Not everyone has the time or the resources or the parental support to take a years-long journey to "follow" their "bliss", attend to nothing but their health, retreat, take herbal antifungals, focus on yoga practice, cycle through endless pricey alternative treatments, pack up and move on a whim, shed their "demoralizing and confining" childhood home at will, wear Chanel lipstick (did she mention expensive?) and visit open mic nights while unemployed, "sleep on it" for three months, or even repeatedly demand satisfaction from their doctors until they get it.

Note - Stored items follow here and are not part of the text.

use std::collections::HashSet;

use anyhow::Result;
use glam::{Quat, Vec3};
use hashviz::{
    field::SampleField,
    fractal::{Fractal, FractalConfig},
    function::timeline::FunctionTimeline,
    generator::{BatchSampler, GeneratorConfig},
    gravity::{GravityPlane, GravitySphere, GravityWorld},
    math::transform::SpaceTrs,
    utils::timer::timed_scope_log,
};

use crate::{
    output::{write_fractal_matrices, FinalOutput, HashImageOutput, HeightImageOutput, RawOutput},
    progress::PercentBar,
    AnimateArgs, AvailableOutput, FractalArgs, GravityArgs, SampleArgs,
};

pub fn run_sample(args: SampleArgs) -> Result<()> {
    let mut outputs: HashSet<AvailableOutput> = HashSet::from_iter(args.output);
    if outputs.is_empty() {
        outputs.insert(AvailableOutput::default());
    }

    let final_outputs: Vec<Box<dyn FinalOutput>> = outputs
        .into_iter()
        .map(|o| -> Box<dyn FinalOutput> {
            match o {
                AvailableOutput::Image => Box::new(HashImageOutput {
                    outdir: args.outdir.clone(),
                }),
                AvailableOutput::Raw => Box::new(RawOutput {
                    outdir: args.outdir.clone(),
                }),
            }
        })
        .collect();

    let config = GeneratorConfig::builder()
        .shape(args.shape.into())
        .resolution(args.resolution)
        .seed(args.seed)
        .time(args.time)
        .domain(SpaceTrs {
            translation: args.translation.0,
            rotation: args.rotation.0,
            scale: args.scale.0,
        })
        .lattice(SpaceTrs {
            scale: args.lattice_scale.0,
            ..SpaceTrs::IDENTITY
        })
        .execution_mode(args.execution_mode.into())
        .build();

    log::info!(
        "sampling {:?} at resolution {} with seed {}",
        config.shape,
        config.resolution,
        config.seed
    );
    let snapshot = timed_scope_log("generate snapshot", || {
        BatchSampler::new().generate(&config)
    })
    .res?;

    for final_output in final_outputs {
        final_output.commit(&snapshot)?;
    }
    Ok(())
}

pub fn run_animate(args: AnimateArgs) -> Result<()> {
    let mut timeline = FunctionTimeline::new(
        args.function.into(),
        args.transition.into(),
        args.function_duration,
        args.transition_duration,
        args.seed as u64,
    )?;
    let output = HeightImageOutput::new(args.outdir);

    let config_at = |time: f32, timeline: &FunctionTimeline| {
        GeneratorConfig::builder()
            .shape(timeline.shape())
            .resolution(args.resolution)
            .seed(args.seed)
            .time(time)
            .execution_mode(args.execution_mode.into())
            .build()
    };

    log::info!("animating {} frames", args.frames);
    timed_scope_log("animate", || -> Result<()> {
        let mut time = 0.0;
        let mut field = SampleField::init(config_at(time, &timeline))?;
        for frame in 0..args.frames {
            if frame > 0 {
                time += args.dt;
                timeline.advance(args.dt);
                field.regenerate(config_at(time, &timeline))?;
            }
            output.commit(field.snapshot())?;
            PercentBar {
                percent: (frame + 1) as f32 / args.frames as f32,
                width: 50,
            }
            .print();
        }
        println!();
        field.release();
        Ok(())
    })
    .res
}

pub fn run_gravity(args: GravityArgs) {
    let mut world = GravityWorld::new();
    world.register(GravitySphere::new(args.center.0));
    if let Some(height) = args.plane_height {
        world.register(GravityPlane::new(Vec3::new(0.0, height, 0.0), Quat::IDENTITY));
    }

    let (gravity, up) = world.gravity_with_up(args.position.0);
    log::info!("{} gravity sources", world.len());
    println!("position: {}", args.position);
    println!("gravity:  {gravity}");
    println!("up axis:  {up}");
}

pub fn run_fractal(args: FractalArgs) -> Result<()> {
    let mut fractal = Fractal::new(FractalConfig {
        depth: args.depth,
        seed: args.seed,
        execution_mode: args.execution_mode.into(),
        ..Default::default()
    })?;
    let root = SpaceTrs::from_scale(args.scale);

    log::info!(
        "animating a fractal of {} parts over {} frames",
        fractal.part_count(),
        args.frames
    );
    timed_scope_log("fractal", || {
        for frame in 0..args.frames {
            fractal.update(&root, args.dt);
            PercentBar {
                percent: (frame + 1) as f32 / args.frames as f32,
                width: 50,
            }
            .print();
        }
        println!();
    });

    write_fractal_matrices(&args.outdir, &fractal)
}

Despite her relative fortune, she declares her problems of greater magnitude than others'. She never takes into account the experiences of scores of less fortunate women across the country with crappy jobs that support families, little to no health coverage, time-burglar husbands and children, and perhaps even parents that can scarcely care for themselves, much less provide a good standard of living for them and their disabled adult child on a permanent basis. The wheel with time to squeak gets the grease, here.
She sounds as though she thinks of, literally, nothing but herself for years and years, so she drones and drones about being vindicated on her half-baked theories, and about righting perceived slights from doctors, never presenting a balanced picture of her clinicians' differential data and diagnoses, or even the support for her own positions. Instead, she whines and whines, and she brags and brags.
I'm not even saying her premise is wrong or all her ideas are kooky. The story is just so given to flights of idea and gratuitous back-patting (Dr. Functional says only SHE answered the question about stress right! Click! Check!), that the solution, expensive tenacity, is a hard pill to swallow. I just would have been more interested in a book describing the experiences of the author and other people with mysterious illnesses, minus the name dropping and self-serving hyperbole and conjecture.
I suspect, were she to read my review, her privilege would say to her, "What does this woman know? She doesn't understand how hard it was for me. Privilege has nothing to do with it! I know I've saved at least one woman!" Perhaps, but I would challenge her to consider whether the woman she may have helped was probably white, privileged, or wealthy. Strikes me that very few others have the time and resources to follow the author's advice.
Regardless of all the foregoing, I was relieved to read that they finally found the anatomical cause of her distress. I hope she feels much better.